Cancer doesn’t care what province you live in. It also doesn’t care how old you are or when a policy comes into place.- Natalie Kwadrans
The Alberta government announced last week it plans to drop the age at which women can get a free screening mammogram, without a referral from a doctor, from 45 to 40.
“It means that we’re saving hundreds of women’s lives. We’re saving them from harsher, more difficult treatment,” said Kwadrans.
According to the province, the change will make more than 193,000 additional women eligible for breast cancer screening.
“We’re absolutely thrilled to hear it,” said Jennie Dale, the founder of Dense Breasts Canada, which has been calling for the expansion and has met with Alberta government officials a number of times.
Screening age lowers next year
But the change doesn’t take effect until April 1, 2027.
And that has advocates, including Dale, worried.
“So much suffering can be avoided. … People don’t realize how awful breast cancer is in later stages. It is a horrible death,” she said.
“I’m hoping perhaps they’ll change their mind, not wait.”
According to the Alberta government, the delay is deliberate.
“The April 2027 timeline ensures the system is ready to accommodate increased demand and support a smooth transition as awareness of the change increases ahead of implementation,” the Ministry of Primary and Preventative Health Services said in an emailed statement.
In the meantime, women between the ages of 40 and 44 can access screening with a one-time referral from a doctor or nurse practitioner, according to the province.
The patient can then book followup mammograms directly.
In addition, people of any age can be referred based on clinical assessments and risk factors.
According to Statistics Canada data from 2024, 84 per cent of Alberta women between the ages of 50 and 74 reported having a mammogram within the past three years. That represents the highest uptake in the country that year. The national average was 79 per cent.
How does Alberta compare?
Alberta lowered the screening age for average-risk women from 50 to 45 in 2022. At the time, it said it was the first province in the country to do so.

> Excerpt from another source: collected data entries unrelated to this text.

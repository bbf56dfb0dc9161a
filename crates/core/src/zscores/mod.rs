//! Z-Score (solvency) dataset: one decimal per fiscal year.

mod zscores_model;

pub use zscores_model::{ZScore, ZScoreRecord, ZSCORE_COLUMNS};
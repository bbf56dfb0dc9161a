use std::sync::Arc;

use axum::{
    extract::{Path, State},
    routing::{get, post},
    Json, Router,
};

use super::{ApiQuery, ListQuery};
use crate::{
    error::{ApiError, ApiResult},
    main_lib::AppState,
    models::{RefreshResponse, ScoreListResponse, ZScoreListResponse, ZScoreResponse},
};

#[utoipa::path(
    get,
    path = "/admin/sheet/z-score",
    params(ListQuery),
    responses(
        (status = 200, body = ZScoreListResponse),
        (status = 503, description = "Sheet source unavailable")
    ),
    tag = "Z-Score"
)]
pub async fn list_zscores(
    State(state): State<Arc<AppState>>,
    ApiQuery(query): ApiQuery<ListQuery>,
) -> ApiResult<Json<ScoreListResponse<ZScoreResponse>>> {
    let refresh = query.refresh.unwrap_or(true);
    let rows = state.zscore_service.list_records(refresh).await?;
    let last_updated = rows.iter().filter_map(|r| r.updated_at).max();
    let message = if refresh {
        "Data fetched successfully"
    } else {
        "Cached data returned"
    };
    let data = rows.into_iter().map(ZScoreResponse::from).collect();
    Ok(Json(ScoreListResponse::new(message, data, last_updated)))
}

#[utoipa::path(
    get,
    path = "/admin/sheet/z-score/{ticker}",
    params(("ticker" = String, Path, description = "Stock ticker")),
    responses(
        (status = 200, body = ZScoreResponse),
        (status = 404, description = "Ticker not found")
    ),
    tag = "Z-Score"
)]
pub async fn get_zscore(
    Path(ticker): Path<String>,
    State(state): State<Arc<AppState>>,
) -> ApiResult<Json<ZScoreResponse>> {
    let row = state
        .zscore_service
        .get_record(&ticker)?
        .ok_or_else(|| {
            ApiError::NotFound(format!("Z-Score data not found for ticker: {}", ticker))
        })?;
    Ok(Json(ZScoreResponse::from(row)))
}

#[utoipa::path(
    post,
    path = "/admin/sheet/z-score/refresh",
    responses(
        (status = 200, body = RefreshResponse),
        (status = 503, description = "Sheet source unavailable")
    ),
    tag = "Z-Score"
)]
pub async fn refresh_zscores(
    State(state): State<Arc<AppState>>,
) -> ApiResult<Json<RefreshResponse>> {
    tracing::info!("Force refresh of Z-Score data requested");
    let summary = state.zscore_service.refresh().await?;
    Ok(Json(RefreshResponse::from(summary)))
}

pub fn router() -> Router<Arc<AppState>> {
    Router::new()
        .route("/z-score", get(list_zscores))
        .route("/z-score/refresh", post(refresh_zscores))
        .route("/z-score/{ticker}", get(get_zscore))
}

When it lowers the age again next year, it will be one of the last.
“It will leave Alberta right at the end of all the provinces and territories that have made the change, and that doesn’t sound like Alberta because it’s been a leader,” said Dale.

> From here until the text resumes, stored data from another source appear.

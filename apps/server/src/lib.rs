pub mod api;
pub mod config;
pub mod error;
pub mod models;
mod main_lib;

pub use main_lib::{build_state, build_state_with_source, init_tracing, AppState};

The breast cancer programs in most other provinces already have the lower screening age in place, except Manitoba, Saskatchewan and Quebec.
Manitoba, where the self-referral age is 45, plans to lower it to 40 by the end of the year. Saskatchewan dropped the age to 43 this year and plans to lower it to 40 in the coming months. And in Quebec, screening starts at age 50.

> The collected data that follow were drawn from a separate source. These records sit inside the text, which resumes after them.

//! Response bodies and their wire naming.

use chrono::{DateTime, Utc};
use finscore_core::fscores::FScore;
use finscore_core::scores::{ReconcileStats, RefreshSummary};
use finscore_core::zscores::ZScore;
use serde::{Deserialize, Serialize};
use utoipa::ToSchema;

#[derive(Serialize, Deserialize, ToSchema, Debug, Clone, PartialEq)]
pub struct ZScoreResponse {
    pub id: i32,
    pub ticker: String,
    #[serde(rename = "2024Y")]
    pub year_2024: Option<f64>,
    #[serde(rename = "2023Y")]
    pub year_2023: Option<f64>,
    #[serde(rename = "2022Y")]
    pub year_2022: Option<f64>,
    #[serde(rename = "2021Y")]
    pub year_2021: Option<f64>,
    #[serde(rename = "2020Y")]
    pub year_2020: Option<f64>,
    pub updated_at: Option<DateTime<Utc>>,
}

impl From<ZScore> for ZScoreResponse {
    fn from(z: ZScore) -> Self {
        Self {
            id: z.id,
            ticker: z.ticker,
            year_2024: z.year_2024,
            year_2023: z.year_2023,
            year_2022: z.year_2022,
            year_2021: z.year_2021,
            year_2020: z.year_2020,
            updated_at: z.updated_at,
        }
    }
}

#[derive(Serialize, Deserialize, ToSchema, Debug, Clone, PartialEq)]
pub struct FScoreYears {
    #[serde(rename = "2024")]
    pub score_2024: Option<i32>,
    #[serde(rename = "2023")]
    pub score_2023: Option<i32>,
    #[serde(rename = "2022")]
    pub score_2022: Option<i32>,
    #[serde(rename = "2021")]
    pub score_2021: Option<i32>,
    #[serde(rename = "2020")]
    pub score_2020: Option<i32>,
}

#[derive(Serialize, Deserialize, ToSchema, Debug, Clone, PartialEq)]
pub struct FScoreMetrics {
    pub roa: Option<f64>,
    pub cfo: Option<f64>,
    pub delta_roa: Option<f64>,
    pub cfo_lnst: Option<f64>,
    pub delta_long_term_debt: Option<f64>,
    pub delta_current_ratio: Option<f64>,
    pub shares_issued: Option<f64>,
    pub delta_gross_margin: Option<f64>,
    pub delta_asset_turnover: Option<f64>,
}

#[derive(Serialize, Deserialize, ToSchema, Debug, Clone, PartialEq)]
pub struct FScoreCriteria {
    pub roa_positive: bool,
    pub cfo_positive: bool,
    pub delta_roa_positive: bool,
    pub cfo_greater_than_ni: bool,
    pub delta_debt_negative: bool,
    pub delta_current_ratio_positive: bool,
    pub no_new_shares: bool,
    pub delta_gross_margin_positive: bool,
    pub delta_asset_turnover_positive: bool,
}

#[derive(Serialize, Deserialize, ToSchema, Debug, Clone, PartialEq)]
pub struct FScoreResponse {
    pub id: i32,
    pub ticker: String,
    pub scores: FScoreYears,
    pub metrics: FScoreMetrics,
    pub criteria: FScoreCriteria,
    pub updated_at: Option<DateTime<Utc>>,
}

impl From<FScore> for FScoreResponse {
    fn from(f: FScore) -> Self {
        Self {
            id: f.id,
            ticker: f.ticker,
            scores: FScoreYears {
                score_2024: f.score_2024,
                score_2023: f.score_2023,
                score_2022: f.score_2022,
                score_2021: f.score_2021,
                score_2020: f.score_2020,
            },
            metrics: FScoreMetrics {
                roa: f.roa,
                cfo: f.cfo,
                delta_roa: f.delta_roa,
                cfo_lnst: f.cfo_lnst,
                delta_long_term_debt: f.delta_long_term_debt,
                delta_current_ratio: f.delta_current_ratio,
                shares_issued: f.shares_issued,
                delta_gross_margin: f.delta_gross_margin,
                delta_asset_turnover: f.delta_asset_turnover,
            },
            criteria: FScoreCriteria {
                roa_positive: f.roa_positive,
                cfo_positive: f.cfo_positive,
                delta_roa_positive: f.delta_roa_positive,
                cfo_greater_than_ni: f.cfo_greater_than_ni,
                delta_debt_negative: f.delta_debt_negative,
                delta_current_ratio_positive: f.delta_current_ratio_positive,
                no_new_shares: f.no_new_shares,
                delta_gross_margin_positive: f.delta_gross_margin_positive,
                delta_asset_turnover_positive: f.delta_asset_turnover_positive,
            },
            updated_at: f.updated_at,
        }
    }
}

#[derive(Serialize, Deserialize, ToSchema, Debug, Clone)]
#[aliases(
    ZScoreListResponse = ScoreListResponse<ZScoreResponse>,
    FScoreListResponse = ScoreListResponse<FScoreResponse>
)]
pub struct ScoreListResponse<T> {
    pub success: bool,
    pub message: String,
    pub data: Vec<T>,
    pub total_count: usize,
    pub last_updated: Option<DateTime<Utc>>,
}

impl<T> ScoreListResponse<T> {
    /// Wraps `data`, with `last_updated` the newest modification time.
    pub fn new(
        message: impl Into<String>,
        data: Vec<T>,
        last_updated: Option<DateTime<Utc>>,
    ) -> Self {
        Self {
            success: true,
            message: message.into(),
            total_count: data.len(),
            data,
            last_updated,
        }
    }
}

#[derive(Serialize, Deserialize, ToSchema, Debug, Clone, PartialEq)]
pub struct RefreshStats {
    pub inserted: usize,
    pub updated: usize,
    pub errors: usize,
}

impl From<ReconcileStats> for RefreshStats {
    fn from(s: ReconcileStats) -> Self {
        Self {
            inserted: s.inserted,
            updated: s.updated,
            errors: s.errors,
        }
    }
}

#[derive(Serialize, Deserialize, ToSchema, Debug, Clone)]
pub struct RefreshResponse {
    pub success: bool,
    pub message: String,
    pub records_processed: usize,
    pub stats: RefreshStats,
    pub timestamp: DateTime<Utc>,
}

impl From<RefreshSummary> for RefreshResponse {
    fn from(summary: RefreshSummary) -> Self {
        Self {
            success: true,
            message: format!("{} data refreshed successfully", summary.dataset.label()),
            records_processed: summary.records_processed,
            stats: summary.stats.into(),
            timestamp: summary.timestamp,
        }
    }
}

#[derive(Serialize, Deserialize, ToSchema, Debug, Clone)]
pub struct HealthResponse {
    pub status: String,
    pub application: String,
    pub version: String,
    #[serde(skip_serializing_if = "Option::is_none")]
    pub database: Option<String>,
    pub timestamp: DateTime<Utc>,
}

Yukon is the only territory that has guidelines allowing women 40 and older to self-refer for mammograms.
“We are seeing breast cancer at a younger and younger age. And we all know that the earlier we catch it, the better the outcomes for the patient, the less intrusive [it is], the easier it is for treatment, and the better the recovery,” said Kimberly Carson, CEO of Breast Cancer Canada.
“We don’t want to see women slipping through the cracks. When our health care system responds to say 40 should be the age, then we really should make it available as quickly as possible.”
Natalie Kwadrans is on chemotherapy for life after earlier treatments failed and the cancer progressed. (Natalie Kwadrans)
Beyond the personal impact, finding breast cancer early can save the government money by reducing hospital visits and ongoing treatment costs, and it frees up specialists like oncologists, who have long waitlists in Alberta, cancer care advocates said.
“Finding it early is just a win for everybody,” said Dale.
Data published by Statistics Canada in 2023 shows the five-year survival rate for breast cancer diagnosed in Stage 1 (the earliest stage) was 99.8 per cent. By Stage 4, it drops to 23 per cent.
Meanwhile, Kwadrans has gone through multiple rounds of chemotherapy, immunotherapy infusions and radiation over the past seven years.
She’s endured a number of serious complications, ER visits and even emergency surgery.
Now the cancer has progressed again, and Kwadrans will be on chemotherapy for the rest of her life.
She’s hoping the Alberta government will move up its implementation date so others don’t end up being diagnosed too late.
“Cancer doesn’t care what province you live in. It also doesn’t care how old you are or when a policy comes into place,” said Kwadrans.
“Cancer decided I was not too young.”